| WORK REQUEST |
Your answer should be the entries, repeated exactly.

[[ DATA UNDER STUDY, beginning ]]

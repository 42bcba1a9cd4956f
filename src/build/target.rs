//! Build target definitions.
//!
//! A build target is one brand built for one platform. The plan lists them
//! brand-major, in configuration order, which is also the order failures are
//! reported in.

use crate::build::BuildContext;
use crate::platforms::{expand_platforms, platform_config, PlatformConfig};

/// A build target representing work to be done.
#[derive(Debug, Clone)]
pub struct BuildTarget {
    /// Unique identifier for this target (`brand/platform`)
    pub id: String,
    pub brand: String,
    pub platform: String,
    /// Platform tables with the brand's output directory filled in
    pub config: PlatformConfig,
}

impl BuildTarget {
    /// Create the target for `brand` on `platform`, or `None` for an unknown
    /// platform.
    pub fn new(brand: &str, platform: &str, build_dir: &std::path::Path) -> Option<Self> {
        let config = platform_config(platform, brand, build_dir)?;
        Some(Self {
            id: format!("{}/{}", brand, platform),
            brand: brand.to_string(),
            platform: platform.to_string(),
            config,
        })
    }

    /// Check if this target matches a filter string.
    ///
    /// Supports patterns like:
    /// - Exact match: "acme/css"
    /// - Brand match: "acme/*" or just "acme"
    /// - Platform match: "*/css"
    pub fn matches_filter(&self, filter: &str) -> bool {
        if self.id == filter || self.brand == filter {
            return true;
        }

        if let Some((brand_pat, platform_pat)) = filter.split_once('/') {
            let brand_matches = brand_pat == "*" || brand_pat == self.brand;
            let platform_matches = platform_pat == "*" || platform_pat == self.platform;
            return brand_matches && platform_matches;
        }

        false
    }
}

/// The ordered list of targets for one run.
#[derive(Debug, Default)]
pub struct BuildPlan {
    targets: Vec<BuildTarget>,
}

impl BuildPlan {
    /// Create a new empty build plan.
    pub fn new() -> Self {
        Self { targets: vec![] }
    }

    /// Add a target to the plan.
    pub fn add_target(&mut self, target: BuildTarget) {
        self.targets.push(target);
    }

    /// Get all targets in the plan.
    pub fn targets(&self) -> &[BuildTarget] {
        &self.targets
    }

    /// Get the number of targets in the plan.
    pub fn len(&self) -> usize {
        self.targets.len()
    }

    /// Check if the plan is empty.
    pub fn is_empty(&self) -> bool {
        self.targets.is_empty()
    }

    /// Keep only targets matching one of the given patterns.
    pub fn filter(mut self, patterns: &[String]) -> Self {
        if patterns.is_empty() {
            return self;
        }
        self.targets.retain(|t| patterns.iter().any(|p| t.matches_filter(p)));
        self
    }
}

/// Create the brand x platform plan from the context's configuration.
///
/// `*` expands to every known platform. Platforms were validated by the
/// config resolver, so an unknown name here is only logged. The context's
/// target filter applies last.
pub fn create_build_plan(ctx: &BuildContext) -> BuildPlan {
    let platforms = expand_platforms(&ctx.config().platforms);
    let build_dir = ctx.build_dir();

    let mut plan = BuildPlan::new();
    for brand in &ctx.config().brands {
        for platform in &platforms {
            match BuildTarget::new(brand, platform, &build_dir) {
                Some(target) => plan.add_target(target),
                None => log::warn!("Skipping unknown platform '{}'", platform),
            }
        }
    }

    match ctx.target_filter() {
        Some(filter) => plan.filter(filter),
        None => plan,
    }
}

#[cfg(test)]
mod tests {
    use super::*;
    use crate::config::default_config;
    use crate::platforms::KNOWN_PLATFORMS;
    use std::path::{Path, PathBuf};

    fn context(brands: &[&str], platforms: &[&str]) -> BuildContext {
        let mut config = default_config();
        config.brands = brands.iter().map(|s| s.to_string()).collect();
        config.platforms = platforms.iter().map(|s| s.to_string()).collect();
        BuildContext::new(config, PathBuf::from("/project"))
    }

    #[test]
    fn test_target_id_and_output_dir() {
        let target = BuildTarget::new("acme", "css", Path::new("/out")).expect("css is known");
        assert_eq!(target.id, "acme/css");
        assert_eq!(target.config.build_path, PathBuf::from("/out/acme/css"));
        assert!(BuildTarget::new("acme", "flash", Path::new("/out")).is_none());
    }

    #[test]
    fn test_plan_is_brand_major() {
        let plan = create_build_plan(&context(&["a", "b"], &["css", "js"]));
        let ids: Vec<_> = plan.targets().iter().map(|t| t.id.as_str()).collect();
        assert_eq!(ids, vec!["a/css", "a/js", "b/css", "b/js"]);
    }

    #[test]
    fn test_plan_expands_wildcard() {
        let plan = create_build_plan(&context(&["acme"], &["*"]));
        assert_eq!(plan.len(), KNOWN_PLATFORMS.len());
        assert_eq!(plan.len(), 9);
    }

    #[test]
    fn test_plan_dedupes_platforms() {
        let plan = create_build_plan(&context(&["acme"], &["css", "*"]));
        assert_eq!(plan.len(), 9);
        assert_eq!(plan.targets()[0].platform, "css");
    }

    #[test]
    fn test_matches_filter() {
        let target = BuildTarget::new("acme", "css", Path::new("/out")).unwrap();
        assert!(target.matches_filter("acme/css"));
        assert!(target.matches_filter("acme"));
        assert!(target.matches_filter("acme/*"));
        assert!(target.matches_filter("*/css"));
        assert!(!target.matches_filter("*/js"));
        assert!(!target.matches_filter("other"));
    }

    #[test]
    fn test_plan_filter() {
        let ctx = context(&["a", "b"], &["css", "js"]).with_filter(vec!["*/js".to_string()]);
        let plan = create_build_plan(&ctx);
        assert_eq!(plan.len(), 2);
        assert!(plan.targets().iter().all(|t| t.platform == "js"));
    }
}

[[ DATA UNDER STUDY, end ]]

| TASK RESPONSE |
repository 42bcba1a9cd4956f
filename src/build/target.rs
//! Build target definitions.
//!
//! A build target is one brand built for one platform. The plan lists them
//! brand-major, in configuration order, which is also the order failures are
//! reported in.

use crate::build::BuildContext;
use crate::platforms::{expand_platforms, platform_config, PlatformConfig};

/// A build target representing work to be done.
#[derive(Debug, Clone)]
pub struct BuildTarget {
    /// Unique identifier for this target (`brand/platform`)
    pub id: String,
    pub brand: String,
    pub platform: String,
    /// Platform tables with the brand's output directory filled in
    pub config: PlatformConfig,
}

impl BuildTarget {
    /// Create the target for `brand` on `platform`, or `None` for an unknown
    /// platform.
    pub fn new(brand: &str, platform: &str, build_dir: &std::path::Path) -> Option<Self> {
        let config = platform_config(platform, brand, build_dir)?;
        Some(Self {
            id: format!("{}/{}", brand, platform),
            brand: brand.to_string(),
            platform: platform.to_string(),
            config,
        })
    }

    /// Check if this target matches a filter string.
    ///
    /// Supports patterns like:
    /// - Exact match: "acme/css"
    /// - Brand match: "acme/*" or just "acme"
    /// - Platform match: "*/css"
    pub fn matches_filter(&self, filter: &str) -> bool {
        if self.id == filter || self.brand == filter {
            return true;
        }

        if let Some((brand_pat, platform_pat)) = filter.split_once('/') {
            let brand_matches = brand_pat == "*" || brand_pat == self.brand;
            let platform_matches = platform_pat == "*" || platform_pat == self.platform;
            return brand_matches && platform_matches;
        }

        false
    }
}

/// The ordered list of targets for one run.
#[derive(Debug, Default)]
pub struct BuildPlan {
    targets: Vec<BuildTarget>,
}

impl BuildPlan {
    /// Create a new empty build plan.
    pub fn new() -> Self {
        Self { targets: vec![] }
    }

    /// Add a target to the plan.
    pub fn add_target(&mut self, target: BuildTarget) {
        self.targets.push(target);
    }

    /// Get all targets in the plan.
    pub fn targets(&self) -> &[BuildTarget] {
        &self.targets
    }

    /// Get the number of targets in the plan.
    pub fn len(&self) -> usize {
        self.targets.len()
    }

    /// Check if the plan is empty.
    pub fn is_empty(&self) -> bool {
        self.targets.is_empty()
    }

    /// Keep only targets matching one of the given patterns.
    pub fn filter(mut self, patterns: &[String]) -> Self {
        if patterns.is_empty() {
            return self;
        }
        self.targets.retain(|t| patterns.iter().any(|p| t.matches_filter(p)));
        self
    }
}

/// Create the brand x platform plan from the context's configuration.
///
/// `*` expands to every known platform. Platforms were validated by the
/// config resolver, so an unknown name here is only logged. The context's
/// target filter applies last.
pub fn create_build_plan(ctx: &BuildContext) -> BuildPlan {
    let platforms = expand_platforms(&ctx.config().platforms);
    let build_dir = ctx.build_dir();

    let mut plan = BuildPlan::new();
    for brand in &ctx.config().brands {
        for platform in &platforms {
            match BuildTarget::new(brand, platform, &build_dir) {
                Some(target) => plan.add_target(target),
                None => log::warn!("Skipping unknown platform '{}'", platform),
            }
        }
    }

    match ctx.target_filter() {
        Some(filter) => plan.filter(filter),
        None => plan,
    }
}

#[cfg(test)]
mod tests {
    use super::*;
    use crate::config::default_config;
    use crate::platforms::KNOWN_PLATFORMS;
    use std::path::{Path, PathBuf};

    fn context(brands: &[&str], platforms: &[&str]) -> BuildContext {
        let mut config = default_config();
        config.brands = brands.iter().map(|s| s.to_string()).collect();
        config.platforms = platforms.iter().map(|s| s.to_string()).collect();
        BuildContext::new(config, PathBuf::from("/project"))
    }

    #[test]
    fn test_target_id_and_output_dir() {
        let target = BuildTarget::new("acme", "css", Path::new("/out")).expect("css is known");
        assert_eq!(target.id, "acme/css");
        assert_eq!(target.config.build_path, PathBuf::from("/out/acme/css"));
        assert!(BuildTarget::new("acme", "flash", Path::new("/out")).is_none());
    }

    #[test]
    fn test_plan_is_brand_major() {
        let plan = create_build_plan(&context(&["a", "b"], &["css", "js"]));
        let ids: Vec<_> = plan.targets().iter().map(|t| t.id.as_str()).collect();
        assert_eq!(ids, vec!["a/css", "a/js", "b/css", "b/js"]);
    }

    #[test]
    fn test_plan_expands_wildcard() {
        let plan = create_build_plan(&context(&["acme"], &["*"]));
        assert_eq!(plan.len(), KNOWN_PLATFORMS.len());
        assert_eq!(plan.len(), 9);
    }

    #[test]
    fn test_plan_dedupes_platforms() {
        let plan = create_build_plan(&context(&["acme"], &["css", "*"]));
        assert_eq!(plan.len(), 9);
        assert_eq!(plan.targets()[0].platform, "css");
    }

    #[test]
    fn test_matches_filter() {
        let target = BuildTarget::new("acme", "css", Path::new("/out")).unwrap();
        assert!(target.matches_filter("acme/css"));
        assert!(target.matches_filter("acme"));
        assert!(target.matches_filter("acme/*"));
        assert!(target.matches_filter("*/css"));
        assert!(!target.matches_filter("*/js"));
        assert!(!target.matches_filter("other"));
    }

    #[test]
    fn test_plan_filter() {
        let ctx = context(&["a", "b"], &["css", "js"]).with_filter(vec!["*/js".to_string()]);
        let plan = create_build_plan(&ctx);
        assert_eq!(plan.len(), 2);
        assert!(plan.targets().iter().all(|t| t.platform == "js"));
    }
}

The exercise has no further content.